Images for this file come from various subtitles, hence many duplicate characters, but this is not a problem.
These or other characters are to be interpreted (read) correctly. This is the assumption.

I know that the sup file for this test was generated from images containing some error and the number of errors
(5 in 4 lines) has nothing to do with the number of errors in the text consisting of a thousand or more lines.

To begin with, the analysis of text created without a dictionary - that is, how the program itself deals with OCR.

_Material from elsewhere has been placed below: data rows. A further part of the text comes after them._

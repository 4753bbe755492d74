//! Scenario serialization and deserialization using `MessagePack`.
//!
//! A [`Scenario`] is the persistent state of a REPL session: the world and
//! train that expressions observe. Bound scripts are not saved.

use std::fs::File;
use std::io::{BufReader, BufWriter, Read, Write};
use std::path::Path;

use trackscript_foundation::{Error, ErrorKind, Result};

use crate::session::Scenario;

/// Serializes a scenario to bytes using `MessagePack` format.
///
/// Uses named serialization to preserve struct field names.
///
/// # Errors
///
/// Returns an error if serialization fails.
pub fn to_bytes(scenario: &Scenario) -> Result<Vec<u8>> {
    rmp_serde::to_vec_named(scenario)
        .map_err(|e| Error::new(ErrorKind::Serialization(e.to_string())))
}

/// Deserializes a scenario from `MessagePack` bytes.
///
/// # Errors
///
/// Returns an error if deserialization fails.
pub fn from_bytes(bytes: &[u8]) -> Result<Scenario> {
    rmp_serde::from_slice(bytes).map_err(|e| Error::new(ErrorKind::Serialization(e.to_string())))
}

fn io_error(action: &str, path: &Path, e: &std::io::Error) -> Error {
    Error::new(ErrorKind::Io(format!(
        "failed to {action} '{}': {e}",
        path.display()
    )))
}

/// Saves a scenario to a file, creating or overwriting it.
///
/// # Errors
///
/// Returns an error if the file cannot be written or serialization fails.
pub fn save_to_file<P: AsRef<Path>>(scenario: &Scenario, path: P) -> Result<()> {
    let path = path.as_ref();
    let bytes = to_bytes(scenario)?;
    let file = File::create(path).map_err(|e| io_error("create", path, &e))?;

    let mut writer = BufWriter::new(file);
    writer
        .write_all(&bytes)
        .map_err(|e| io_error("write to", path, &e))?;
    writer.flush().map_err(|e| io_error("flush", path, &e))
}

/// Loads a scenario from a `MessagePack` file.
///
/// # Errors
///
/// Returns an error if the file cannot be read or if deserialization fails.
pub fn load_from_file<P: AsRef<Path>>(path: P) -> Result<Scenario> {
    let path = path.as_ref();
    let file = File::open(path).map_err(|e| io_error("open", path, &e))?;

    let mut bytes = Vec::new();
    BufReader::new(file)
        .read_to_end(&mut bytes)
        .map_err(|e| io_error("read", path, &e))?;

    from_bytes(&bytes)
}

#[cfg(test)]
mod tests {
    use super::*;
    use trackscript_foundation::{SectionState, TrainState, Vector3};

    fn create_test_scenario() -> Scenario {
        let mut train = TrainState::consist(4, 20.0, 250.0);
        train.average_speed = 16.5;
        train.handles.brake_notch = 3;
        train.security.plugin_panel = vec![0, 1, 2];

        let mut scenario = Scenario {
            train: Some(train),
            position: Vector3::new(1.0, 2.0, 200.0),
            track_position: 200.0,
            section: Some(1),
            time_step: 0.25,
            ..Scenario::default()
        };
        scenario.world.seconds_since_midnight = 8.0 * 3600.0;
        scenario.world.sections = vec![SectionState::default(), SectionState::new(vec![0, 3], 1)];
        scenario
    }

    #[test]
    fn roundtrip_bytes() {
        let scenario = create_test_scenario();

        let bytes = to_bytes(&scenario).expect("serialization failed");
        assert!(!bytes.is_empty());

        let restored = from_bytes(&bytes).expect("deserialization failed");
        assert_eq!(restored, scenario);
    }

    #[test]
    fn roundtrip_file() {
        let scenario = create_test_scenario();
        let temp_path = std::env::temp_dir().join("trackscript_test_scenario.msgpack");

        save_to_file(&scenario, &temp_path).expect("save failed");
        let restored = load_from_file(&temp_path).expect("load failed");
        assert_eq!(restored, scenario);

        let _ = std::fs::remove_file(&temp_path);
    }

    #[test]
    fn empty_scenario_roundtrips() {
        let bytes = to_bytes(&Scenario::default()).unwrap();
        assert_eq!(from_bytes(&bytes).unwrap(), Scenario::default());
    }

    #[test]
    fn garbage_is_rejected() {
        let result = from_bytes(&[0xc1, 0x00, 0xff]);
        assert!(matches!(
            result.unwrap_err().kind,
            ErrorKind::Serialization(_)
        ));
    }

    #[test]
    fn load_nonexistent_file_fails() {
        let result = load_from_file("/nonexistent/path/to/scenario.msgpack");
        assert!(matches!(result.unwrap_err().kind, ErrorKind::Io(_)));
    }
}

1. Lines 5, 6 and 7 we see "I", which we do not have in the character database. Creating the base for this example
was not possible because the text does not contain "I" at all. So where does this come from? Suspicion falls on the program.
Browsing this forum, not everyone looks here, we'll find out that the program can replace l with I: at the beginning,
in the middle and, surprisingly, at the end of words written in lower case.
And also at the beginning of a paragraph or task - example line 5 where the dot in this case does not mean the end of the sentence.
Lines 6 and 7 in the original texts were a continuation of the sentence and should not be changed.
I will add that the words "lub" (or), "lecz" (but) are used in Polish often so for normal, full text there will be many mistakes.

I believe that the program function, which always works, cannot generate errors for any selected language, especially in its absence.
What have we gained? 3 errors instead of 0 (zero). With longer texts, the number of good replacements will always be less than
the number of errors for a simple reason. Statistical "I" is less common than "l" at the beginning of words, and certainly not
in the middle or end of words written in lowercase. Therefore, I would prefer to correct only errors arising in the OCR process.
Why do I need extra?

2. Line 8. There are 2 cases of combined words here. "chybajuż" and "przynajmniejpod".
I can improve them by reducing [No of pixels is space] to 3. I will get "przynajmniej pod" - that's OK, the rest of the text above.
The phrase "chybajuż" will divide into two words "chyba już" only at 2. However, now OCR found additional apostrophes,
which at the beginning creating a character base I combined into one ["].
The effect: line 8 is OK, but the text above went apart. [No of pixels is space] parameter is too small,
hence my request in one of the previous posts for a different space for italics.

Interesting fact: selecting [Inspect nocr matches for current image ...] on line 8 will display the text correctly with appropriate spacing for [No of pixels is space] = 2, pressing OK will not save any changes to the text, however, because this window is only for characters in the database. If selecting OK saved these changes to the text would be great, at least until the italics problem is solved globally.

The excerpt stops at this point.